**TASK BRIEF**
Return each line of the records below that contains the word "merge".

**INFORMATION GIVEN**

- Opening Delimiter -

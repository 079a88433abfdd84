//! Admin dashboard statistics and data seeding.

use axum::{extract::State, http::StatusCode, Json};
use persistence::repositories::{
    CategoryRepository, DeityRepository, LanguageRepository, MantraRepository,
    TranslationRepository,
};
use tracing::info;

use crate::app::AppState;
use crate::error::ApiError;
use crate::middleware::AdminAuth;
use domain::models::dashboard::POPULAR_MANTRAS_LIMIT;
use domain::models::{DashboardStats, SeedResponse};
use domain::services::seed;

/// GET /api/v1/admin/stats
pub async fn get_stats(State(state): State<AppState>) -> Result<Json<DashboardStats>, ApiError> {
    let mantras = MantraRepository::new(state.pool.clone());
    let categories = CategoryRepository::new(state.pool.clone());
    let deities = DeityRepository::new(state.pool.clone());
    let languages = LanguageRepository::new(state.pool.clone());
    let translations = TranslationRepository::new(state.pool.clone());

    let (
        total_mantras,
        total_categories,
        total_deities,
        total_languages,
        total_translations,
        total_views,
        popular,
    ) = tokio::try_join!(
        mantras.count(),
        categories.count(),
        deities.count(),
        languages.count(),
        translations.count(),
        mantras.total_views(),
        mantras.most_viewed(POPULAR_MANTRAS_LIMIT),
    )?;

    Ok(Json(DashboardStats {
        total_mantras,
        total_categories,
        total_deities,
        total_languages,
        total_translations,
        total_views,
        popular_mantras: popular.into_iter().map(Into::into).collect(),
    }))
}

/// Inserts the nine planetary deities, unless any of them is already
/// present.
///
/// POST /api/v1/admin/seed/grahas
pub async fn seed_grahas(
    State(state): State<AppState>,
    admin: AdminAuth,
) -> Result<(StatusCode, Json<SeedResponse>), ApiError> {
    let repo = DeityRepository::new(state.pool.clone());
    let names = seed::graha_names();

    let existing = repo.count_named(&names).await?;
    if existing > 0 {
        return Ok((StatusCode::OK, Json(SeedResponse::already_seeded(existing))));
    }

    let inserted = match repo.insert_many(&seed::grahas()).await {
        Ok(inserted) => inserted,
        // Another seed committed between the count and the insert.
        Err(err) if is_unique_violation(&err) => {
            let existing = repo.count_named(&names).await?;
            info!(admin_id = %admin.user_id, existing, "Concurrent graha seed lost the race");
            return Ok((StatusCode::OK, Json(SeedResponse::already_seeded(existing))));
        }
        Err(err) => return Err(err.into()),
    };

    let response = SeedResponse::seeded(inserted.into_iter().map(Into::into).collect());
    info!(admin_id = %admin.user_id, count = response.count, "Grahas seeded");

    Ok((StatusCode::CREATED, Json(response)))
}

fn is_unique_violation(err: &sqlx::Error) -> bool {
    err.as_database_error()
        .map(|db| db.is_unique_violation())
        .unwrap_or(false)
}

- Closing Delimiter -
- Opening Delimiter -

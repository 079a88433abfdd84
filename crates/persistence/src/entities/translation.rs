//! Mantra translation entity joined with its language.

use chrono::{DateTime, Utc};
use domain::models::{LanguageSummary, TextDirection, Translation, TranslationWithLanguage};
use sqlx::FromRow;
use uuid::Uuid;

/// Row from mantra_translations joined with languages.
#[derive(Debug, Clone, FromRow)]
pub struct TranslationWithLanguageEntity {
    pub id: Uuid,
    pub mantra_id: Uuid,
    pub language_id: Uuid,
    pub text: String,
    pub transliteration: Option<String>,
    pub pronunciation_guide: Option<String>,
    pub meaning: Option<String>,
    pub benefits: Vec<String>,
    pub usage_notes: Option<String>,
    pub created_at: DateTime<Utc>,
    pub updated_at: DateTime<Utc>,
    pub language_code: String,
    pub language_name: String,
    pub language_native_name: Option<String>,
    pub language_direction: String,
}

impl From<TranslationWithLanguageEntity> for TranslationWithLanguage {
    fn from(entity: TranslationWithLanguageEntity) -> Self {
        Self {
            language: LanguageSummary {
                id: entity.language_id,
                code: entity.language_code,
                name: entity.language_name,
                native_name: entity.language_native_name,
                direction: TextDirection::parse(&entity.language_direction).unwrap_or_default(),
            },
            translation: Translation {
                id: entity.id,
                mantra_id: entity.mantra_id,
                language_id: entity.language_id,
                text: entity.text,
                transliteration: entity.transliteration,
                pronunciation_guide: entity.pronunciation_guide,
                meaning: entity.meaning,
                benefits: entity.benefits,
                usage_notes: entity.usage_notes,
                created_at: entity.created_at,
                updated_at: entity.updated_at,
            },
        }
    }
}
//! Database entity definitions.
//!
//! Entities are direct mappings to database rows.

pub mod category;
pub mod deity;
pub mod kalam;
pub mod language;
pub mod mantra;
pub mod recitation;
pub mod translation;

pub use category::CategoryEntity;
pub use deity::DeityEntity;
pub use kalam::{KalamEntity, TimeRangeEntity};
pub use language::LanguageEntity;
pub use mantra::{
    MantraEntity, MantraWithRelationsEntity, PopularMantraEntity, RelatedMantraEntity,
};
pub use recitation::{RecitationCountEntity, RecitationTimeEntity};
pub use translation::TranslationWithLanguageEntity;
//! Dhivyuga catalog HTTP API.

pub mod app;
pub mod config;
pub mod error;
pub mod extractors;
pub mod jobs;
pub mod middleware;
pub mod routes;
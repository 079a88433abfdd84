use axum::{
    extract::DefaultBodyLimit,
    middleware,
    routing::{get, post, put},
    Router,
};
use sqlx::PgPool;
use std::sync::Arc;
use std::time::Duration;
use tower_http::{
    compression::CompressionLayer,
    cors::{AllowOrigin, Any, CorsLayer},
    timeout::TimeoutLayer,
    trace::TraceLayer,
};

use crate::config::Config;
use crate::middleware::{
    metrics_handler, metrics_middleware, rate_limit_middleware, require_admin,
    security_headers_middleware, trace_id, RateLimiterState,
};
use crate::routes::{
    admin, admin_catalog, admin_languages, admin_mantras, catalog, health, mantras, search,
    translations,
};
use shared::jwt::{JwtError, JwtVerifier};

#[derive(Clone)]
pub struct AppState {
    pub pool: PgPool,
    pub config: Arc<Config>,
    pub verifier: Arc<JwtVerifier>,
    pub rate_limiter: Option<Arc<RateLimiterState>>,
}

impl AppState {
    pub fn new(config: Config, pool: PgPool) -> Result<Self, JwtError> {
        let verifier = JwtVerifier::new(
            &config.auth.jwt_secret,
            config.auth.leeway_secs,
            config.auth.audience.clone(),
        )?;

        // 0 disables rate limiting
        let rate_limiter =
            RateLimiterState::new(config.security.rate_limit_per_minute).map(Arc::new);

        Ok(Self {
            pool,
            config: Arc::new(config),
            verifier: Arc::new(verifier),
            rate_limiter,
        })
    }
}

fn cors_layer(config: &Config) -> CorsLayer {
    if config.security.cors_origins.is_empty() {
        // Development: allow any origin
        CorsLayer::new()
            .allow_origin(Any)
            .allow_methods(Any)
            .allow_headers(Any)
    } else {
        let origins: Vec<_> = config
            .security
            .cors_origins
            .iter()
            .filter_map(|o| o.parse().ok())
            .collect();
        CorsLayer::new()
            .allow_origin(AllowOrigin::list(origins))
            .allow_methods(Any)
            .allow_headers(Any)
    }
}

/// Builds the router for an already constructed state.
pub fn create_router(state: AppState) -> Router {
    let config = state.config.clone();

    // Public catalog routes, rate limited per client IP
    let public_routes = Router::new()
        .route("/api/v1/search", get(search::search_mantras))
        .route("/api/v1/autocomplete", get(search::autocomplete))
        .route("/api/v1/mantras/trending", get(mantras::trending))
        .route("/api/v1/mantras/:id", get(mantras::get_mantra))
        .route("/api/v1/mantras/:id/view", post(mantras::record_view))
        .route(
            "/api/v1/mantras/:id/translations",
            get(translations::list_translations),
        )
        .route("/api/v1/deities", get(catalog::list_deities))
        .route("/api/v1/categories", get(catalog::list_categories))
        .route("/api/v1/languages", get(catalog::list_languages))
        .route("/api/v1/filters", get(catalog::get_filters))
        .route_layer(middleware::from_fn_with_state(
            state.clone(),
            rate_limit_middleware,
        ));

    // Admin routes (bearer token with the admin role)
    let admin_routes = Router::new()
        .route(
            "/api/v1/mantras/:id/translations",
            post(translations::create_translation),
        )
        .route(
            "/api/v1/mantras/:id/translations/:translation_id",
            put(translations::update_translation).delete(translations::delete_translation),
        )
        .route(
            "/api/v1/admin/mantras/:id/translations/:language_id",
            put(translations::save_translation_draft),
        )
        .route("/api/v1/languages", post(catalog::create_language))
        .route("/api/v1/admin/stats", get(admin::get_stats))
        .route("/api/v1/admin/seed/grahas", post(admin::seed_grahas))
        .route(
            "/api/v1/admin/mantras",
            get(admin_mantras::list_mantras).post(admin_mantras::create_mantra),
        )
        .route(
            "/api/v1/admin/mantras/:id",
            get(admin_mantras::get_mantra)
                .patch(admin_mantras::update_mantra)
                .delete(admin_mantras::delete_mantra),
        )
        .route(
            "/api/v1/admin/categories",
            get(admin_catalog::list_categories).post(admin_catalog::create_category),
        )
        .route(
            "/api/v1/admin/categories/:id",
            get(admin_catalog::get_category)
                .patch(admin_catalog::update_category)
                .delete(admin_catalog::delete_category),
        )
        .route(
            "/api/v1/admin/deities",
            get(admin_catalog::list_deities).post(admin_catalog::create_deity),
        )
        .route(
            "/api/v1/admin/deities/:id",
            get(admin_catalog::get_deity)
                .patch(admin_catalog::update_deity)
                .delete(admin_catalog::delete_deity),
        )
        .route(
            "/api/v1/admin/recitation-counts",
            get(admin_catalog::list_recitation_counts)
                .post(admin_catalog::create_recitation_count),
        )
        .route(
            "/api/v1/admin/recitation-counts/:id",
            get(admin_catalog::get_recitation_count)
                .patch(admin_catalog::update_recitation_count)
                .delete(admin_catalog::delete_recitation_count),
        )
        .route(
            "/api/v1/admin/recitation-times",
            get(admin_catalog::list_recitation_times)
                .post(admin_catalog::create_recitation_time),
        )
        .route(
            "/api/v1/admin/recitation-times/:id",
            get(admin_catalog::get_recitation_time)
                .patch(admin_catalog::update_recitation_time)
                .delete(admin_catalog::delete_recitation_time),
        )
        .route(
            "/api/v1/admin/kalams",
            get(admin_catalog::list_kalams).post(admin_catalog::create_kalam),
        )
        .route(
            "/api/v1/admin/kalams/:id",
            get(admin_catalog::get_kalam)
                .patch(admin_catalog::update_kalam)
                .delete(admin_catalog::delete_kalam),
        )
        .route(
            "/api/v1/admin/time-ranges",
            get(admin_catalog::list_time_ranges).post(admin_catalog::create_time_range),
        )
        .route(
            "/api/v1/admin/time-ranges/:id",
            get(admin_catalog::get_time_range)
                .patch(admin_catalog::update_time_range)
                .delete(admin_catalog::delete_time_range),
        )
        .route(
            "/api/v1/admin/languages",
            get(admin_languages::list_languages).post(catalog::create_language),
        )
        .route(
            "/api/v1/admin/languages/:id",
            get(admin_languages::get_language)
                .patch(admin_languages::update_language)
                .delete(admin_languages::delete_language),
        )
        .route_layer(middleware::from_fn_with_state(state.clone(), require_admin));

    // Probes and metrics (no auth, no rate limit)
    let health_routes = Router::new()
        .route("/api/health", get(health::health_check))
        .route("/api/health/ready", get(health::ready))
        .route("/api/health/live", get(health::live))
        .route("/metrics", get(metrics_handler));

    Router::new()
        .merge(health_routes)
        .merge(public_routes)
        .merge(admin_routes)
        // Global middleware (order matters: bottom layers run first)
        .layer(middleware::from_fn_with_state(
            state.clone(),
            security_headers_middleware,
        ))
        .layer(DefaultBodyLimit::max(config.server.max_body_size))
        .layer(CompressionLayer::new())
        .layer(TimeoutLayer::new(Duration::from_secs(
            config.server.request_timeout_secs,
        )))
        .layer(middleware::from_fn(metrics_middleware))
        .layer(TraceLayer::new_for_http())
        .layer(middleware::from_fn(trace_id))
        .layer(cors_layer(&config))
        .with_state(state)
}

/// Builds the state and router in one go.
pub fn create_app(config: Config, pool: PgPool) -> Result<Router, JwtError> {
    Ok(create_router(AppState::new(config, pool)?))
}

- Closing Delimiter -

**THE ANSWER**
        .merge(health_routes)
        .merge(public_routes)
        .merge(admin_routes)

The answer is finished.